## To do
Please print every record below exactly as it reads.

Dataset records
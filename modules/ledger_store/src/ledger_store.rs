//! Bakehouse ledger persistence
//!
//! Two write paths: a [`ChangeSet`] of row upserts and deletes committed
//! atomically once per applied or reverted block, and a binary bulk-load
//! path for high-volume rows (future rights, snapshot balances).

pub mod bulk;
mod changes;
pub mod fjall;
pub mod memory;

pub use changes::{ChangeSet, RowChange};

use anyhow::Result;
use bakehouse_common::{
    operations::Operation, Account, AccountId, Address, AppState, BakerCycle, BakingRight, Block,
    Cycle, CycleIndex, Level, SnapshotBalance, Statistics,
};

use crate::bulk::BulkPayload;

pub trait LedgerStore: Send + Sync {
    fn app_state(&self) -> Result<Option<AppState>>;

    fn account(&self, id: AccountId) -> Result<Option<Account>>;
    fn account_id(&self, address: &Address) -> Result<Option<AccountId>>;
    fn accounts(&self) -> Result<Vec<Account>>;
    fn bakers(&self) -> Result<Vec<Account>>;

    fn block(&self, level: Level) -> Result<Option<Block>>;

    fn cycle(&self, index: CycleIndex) -> Result<Option<Cycle>>;
    fn baker_cycle(&self, cycle: CycleIndex, baker_id: AccountId) -> Result<Option<BakerCycle>>;
    fn baker_cycles(&self, cycle: CycleIndex) -> Result<Vec<BakerCycle>>;

    /// Rights of one level, ordered by kind then baker
    fn rights(&self, level: Level) -> Result<Vec<BakingRight>>;

    /// Rights of an inclusive level range, ordered by level
    fn rights_range(&self, from: Level, to: Level) -> Result<Vec<BakingRight>>;

    fn snapshots(&self, level: Level) -> Result<Vec<SnapshotBalance>>;

    /// Operations of one level in id order
    fn operations(&self, level: Level) -> Result<Vec<Operation>>;

    /// Nonce revelation operations included in an inclusive level range
    fn nonce_revelations(&self, from: Level, to: Level) -> Result<Vec<Operation>>;

    fn statistics(&self, level: Level) -> Result<Option<Statistics>>;

    /// Apply every change atomically
    fn commit(&self, changes: ChangeSet) -> Result<()>;

    /// Make the rows of a finished bulk payload visible, returning how many were loaded
    fn bulk_load(&self, payload: &BulkPayload) -> Result<usize>;
}
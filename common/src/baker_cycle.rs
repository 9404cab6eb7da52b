//! Per-(baker, cycle) rolling aggregates

use serde::{Deserialize, Serialize};

use crate::{AccountId, CycleIndex, Mutez};

/// A reward broken down by who ends up owning it
#[derive(Debug, Default, Clone, Copy, PartialEq, Eq, Serialize, Deserialize)]
pub struct RewardSplit {
    /// Liquid part, credited to the baker's spendable balance
    pub delegated: Mutez,

    /// Part auto-staked on the baker's own stake
    pub staked_own: Mutez,

    /// Baker's edge taken from the stakers' share
    pub staked_edge: Mutez,

    /// Stakers' share, held at the baker as external stake
    pub staked_shared: Mutez,
}

impl RewardSplit {
    pub fn liquid(amount: Mutez) -> Self {
        Self {
            delegated: amount,
            ..Default::default()
        }
    }

    pub fn total(&self) -> Mutez {
        self.delegated + self.staked_own + self.staked_edge + self.staked_shared
    }

    /// Part that lands in the baker's own `balance`
    pub fn to_baker(&self) -> Mutez {
        self.delegated + self.staked_own + self.staked_edge
    }

    pub fn add(&mut self, other: &RewardSplit) {
        self.delegated += other.delegated;
        self.staked_own += other.staked_own;
        self.staked_edge += other.staked_edge;
        self.staked_shared += other.staked_shared;
    }

    pub fn sub(&mut self, other: &RewardSplit) {
        self.delegated -= other.delegated;
        self.staked_own -= other.staked_own;
        self.staked_edge -= other.staked_edge;
        self.staked_shared -= other.staked_shared;
    }
}

/// Amounts an offender lost to a slashing, by source
#[derive(Debug, Default, Clone, Copy, PartialEq, Eq, Serialize, Deserialize)]
pub struct SlashedAmounts {
    pub own_staked: Mutez,
    pub own_unstaked: Mutez,
    pub external_staked: Mutez,
    pub external_unstaked: Mutez,
    pub frozen_deposits: Mutez,
    pub frozen_rewards: Mutez,
    pub frozen_fees: Mutez,
}

impl SlashedAmounts {
    /// Part taken from the offender's own balance
    pub fn own(&self) -> Mutez {
        self.own_staked
            + self.own_unstaked
            + self.frozen_deposits
            + self.frozen_rewards
            + self.frozen_fees
    }

    pub fn external(&self) -> Mutez {
        self.external_staked + self.external_unstaked
    }

    pub fn total(&self) -> Mutez {
        self.own() + self.external()
    }

    pub fn add(&mut self, other: &SlashedAmounts) {
        self.own_staked += other.own_staked;
        self.own_unstaked += other.own_unstaked;
        self.external_staked += other.external_staked;
        self.external_unstaked += other.external_unstaked;
        self.frozen_deposits += other.frozen_deposits;
        self.frozen_rewards += other.frozen_rewards;
        self.frozen_fees += other.frozen_fees;
    }

    pub fn sub(&mut self, other: &SlashedAmounts) {
        self.own_staked -= other.own_staked;
        self.own_unstaked -= other.own_unstaked;
        self.external_staked -= other.external_staked;
        self.external_unstaked -= other.external_unstaked;
        self.frozen_deposits -= other.frozen_deposits;
        self.frozen_rewards -= other.frozen_rewards;
        self.frozen_fees -= other.frozen_fees;
    }
}

/// Expected and actual baking activity of one baker within one cycle.
/// Seeded at cycle rollover and then only adjusted incrementally.
#[derive(Debug, Default, Clone, PartialEq, Eq, Serialize, Deserialize)]
pub struct BakerCycle {
    pub cycle: CycleIndex,
    pub baker_id: AccountId,

    // Stake as of the snapshot the cycle was seeded from
    pub own_delegated_balance: Mutez,
    pub external_delegated_balance: Mutez,
    pub delegators_count: i32,
    pub own_staked_balance: Mutez,
    pub external_staked_balance: Mutez,
    pub stakers_count: i32,
    pub baking_power: Mutez,
    pub total_baking_power: Mutez,

    pub future_blocks: i32,
    pub blocks: i32,
    pub missed_blocks: i32,
    pub extra_blocks: i32,
    pub future_block_rewards: Mutez,
    pub missed_block_rewards: Mutez,
    pub block_rewards: RewardSplit,
    pub block_fees: Mutez,

    /// Roll-era security deposits frozen during the cycle
    pub block_deposits: Mutez,
    pub endorsement_deposits: Mutez,

    pub future_endorsements: i32,
    pub endorsements: i32,
    pub missed_endorsements: i32,
    pub future_endorsement_rewards: Mutez,
    pub missed_endorsement_rewards: Mutez,
    pub endorsement_rewards: RewardSplit,

    pub nonce_revelation_rewards: RewardSplit,

    pub double_baking_rewards: Mutez,
    pub double_baking_losses: SlashedAmounts,
    pub double_endorsing_rewards: Mutez,
    pub double_endorsing_losses: SlashedAmounts,
}

impl BakerCycle {
    pub fn new(cycle: CycleIndex, baker_id: AccountId) -> Self {
        Self {
            cycle,
            baker_id,
            ..Default::default()
        }
    }
}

## Task result
filename modules/ledger_store/src/ledger_store.rs
//! Bakehouse ledger persistence
//!
//! Two write paths: a [`ChangeSet`] of row upserts and deletes committed
//! atomically once per applied or reverted block, and a binary bulk-load
//! path for high-volume rows (future rights, snapshot balances).

pub mod bulk;
mod changes;
pub mod fjall;
pub mod memory;

pub use changes::{ChangeSet, RowChange};

use anyhow::Result;
use bakehouse_common::{
    operations::Operation, Account, AccountId, Address, AppState, BakerCycle, BakingRight, Block,
    Cycle, CycleIndex, Level, SnapshotBalance, Statistics,
};

use crate::bulk::BulkPayload;

pub trait LedgerStore: Send + Sync {
    fn app_state(&self) -> Result<Option<AppState>>;

    fn account(&self, id: AccountId) -> Result<Option<Account>>;
    fn account_id(&self, address: &Address) -> Result<Option<AccountId>>;
    fn accounts(&self) -> Result<Vec<Account>>;
    fn bakers(&self) -> Result<Vec<Account>>;

    fn block(&self, level: Level) -> Result<Option<Block>>;

    fn cycle(&self, index: CycleIndex) -> Result<Option<Cycle>>;
    fn baker_cycle(&self, cycle: CycleIndex, baker_id: AccountId) -> Result<Option<BakerCycle>>;
    fn baker_cycles(&self, cycle: CycleIndex) -> Result<Vec<BakerCycle>>;

    /// Rights of one level, ordered by kind then baker
    fn rights(&self, level: Level) -> Result<Vec<BakingRight>>;

    /// Rights of an inclusive level range, ordered by level
    fn rights_range(&self, from: Level, to: Level) -> Result<Vec<BakingRight>>;

    fn snapshots(&self, level: Level) -> Result<Vec<SnapshotBalance>>;

    /// Operations of one level in id order
    fn operations(&self, level: Level) -> Result<Vec<Operation>>;

    /// Nonce revelation operations included in an inclusive level range
    fn nonce_revelations(&self, from: Level, to: Level) -> Result<Vec<Operation>>;

    fn statistics(&self, level: Level) -> Result<Option<Statistics>>;

    /// Apply every change atomically
    fn commit(&self, changes: ChangeSet) -> Result<()>;

    /// Make the rows of a finished bulk payload visible, returning how many were loaded
    fn bulk_load(&self, payload: &BulkPayload) -> Result<usize>;
}
filename common/src/baker_cycle.rs
repository 9404cab6eb7da52b
//! Per-(baker, cycle) rolling aggregates

use serde::{Deserialize, Serialize};

use crate::{AccountId, CycleIndex, Mutez};

/// A reward broken down by who ends up owning it
#[derive(Debug, Default, Clone, Copy, PartialEq, Eq, Serialize, Deserialize)]
pub struct RewardSplit {
    /// Liquid part, credited to the baker's spendable balance
    pub delegated: Mutez,

    /// Part auto-staked on the baker's own stake
    pub staked_own: Mutez,

    /// Baker's edge taken from the stakers' share
    pub staked_edge: Mutez,

    /// Stakers' share, held at the baker as external stake
    pub staked_shared: Mutez,
}

impl RewardSplit {
    pub fn liquid(amount: Mutez) -> Self {
        Self {
            delegated: amount,
            ..Default::default()
        }
    }

    pub fn total(&self) -> Mutez {
        self.delegated + self.staked_own + self.staked_edge + self.staked_shared
    }

    /// Part that lands in the baker's own `balance`
    pub fn to_baker(&self) -> Mutez {
        self.delegated + self.staked_own + self.staked_edge
    }

    pub fn add(&mut self, other: &RewardSplit) {
        self.delegated += other.delegated;
        self.staked_own += other.staked_own;
        self.staked_edge += other.staked_edge;
        self.staked_shared += other.staked_shared;
    }

    pub fn sub(&mut self, other: &RewardSplit) {
        self.delegated -= other.delegated;
        self.staked_own -= other.staked_own;
        self.staked_edge -= other.staked_edge;
        self.staked_shared -= other.staked_shared;
    }
}

/// Amounts an offender lost to a slashing, by source
#[derive(Debug, Default, Clone, Copy, PartialEq, Eq, Serialize, Deserialize)]
pub struct SlashedAmounts {
    pub own_staked: Mutez,
    pub own_unstaked: Mutez,
    pub external_staked: Mutez,
    pub external_unstaked: Mutez,
    pub frozen_deposits: Mutez,
    pub frozen_rewards: Mutez,
    pub frozen_fees: Mutez,
}

impl SlashedAmounts {
    /// Part taken from the offender's own balance
    pub fn own(&self) -> Mutez {
        self.own_staked
            + self.own_unstaked
            + self.frozen_deposits
            + self.frozen_rewards
            + self.frozen_fees
    }

    pub fn external(&self) -> Mutez {
        self.external_staked + self.external_unstaked
    }

    pub fn total(&self) -> Mutez {
        self.own() + self.external()
    }

    pub fn add(&mut self, other: &SlashedAmounts) {
        self.own_staked += other.own_staked;
        self.own_unstaked += other.own_unstaked;
        self.external_staked += other.external_staked;
        self.external_unstaked += other.external_unstaked;
        self.frozen_deposits += other.frozen_deposits;
        self.frozen_rewards += other.frozen_rewards;
        self.frozen_fees += other.frozen_fees;
    }

    pub fn sub(&mut self, other: &SlashedAmounts) {
        self.own_staked -= other.own_staked;
        self.own_unstaked -= other.own_unstaked;
        self.external_staked -= other.external_staked;
        self.external_unstaked -= other.external_unstaked;
        self.frozen_deposits -= other.frozen_deposits;
        self.frozen_rewards -= other.frozen_rewards;
        self.frozen_fees -= other.frozen_fees;
    }
}

/// Expected and actual baking activity of one baker within one cycle.
/// Seeded at cycle rollover and then only adjusted incrementally.
#[derive(Debug, Default, Clone, PartialEq, Eq, Serialize, Deserialize)]
pub struct BakerCycle {
    pub cycle: CycleIndex,
    pub baker_id: AccountId,

    // Stake as of the snapshot the cycle was seeded from
    pub own_delegated_balance: Mutez,
    pub external_delegated_balance: Mutez,
    pub delegators_count: i32,
    pub own_staked_balance: Mutez,
    pub external_staked_balance: Mutez,
    pub stakers_count: i32,
    pub baking_power: Mutez,
    pub total_baking_power: Mutez,

    pub future_blocks: i32,
    pub blocks: i32,
    pub missed_blocks: i32,
    pub extra_blocks: i32,
    pub future_block_rewards: Mutez,
    pub missed_block_rewards: Mutez,
    pub block_rewards: RewardSplit,
    pub block_fees: Mutez,

    /// Roll-era security deposits frozen during the cycle
    pub block_deposits: Mutez,
    pub endorsement_deposits: Mutez,

    pub future_endorsements: i32,
    pub endorsements: i32,
    pub missed_endorsements: i32,
    pub future_endorsement_rewards: Mutez,
    pub missed_endorsement_rewards: Mutez,
    pub endorsement_rewards: RewardSplit,

    pub nonce_revelation_rewards: RewardSplit,

    pub double_baking_rewards: Mutez,
    pub double_baking_losses: SlashedAmounts,
    pub double_endorsing_rewards: Mutez,
    pub double_endorsing_losses: SlashedAmounts,
}

impl BakerCycle {
    pub fn new(cycle: CycleIndex, baker_id: AccountId) -> Self {
        Self {
            cycle,
            baker_id,
            ..Default::default()
        }
    }
}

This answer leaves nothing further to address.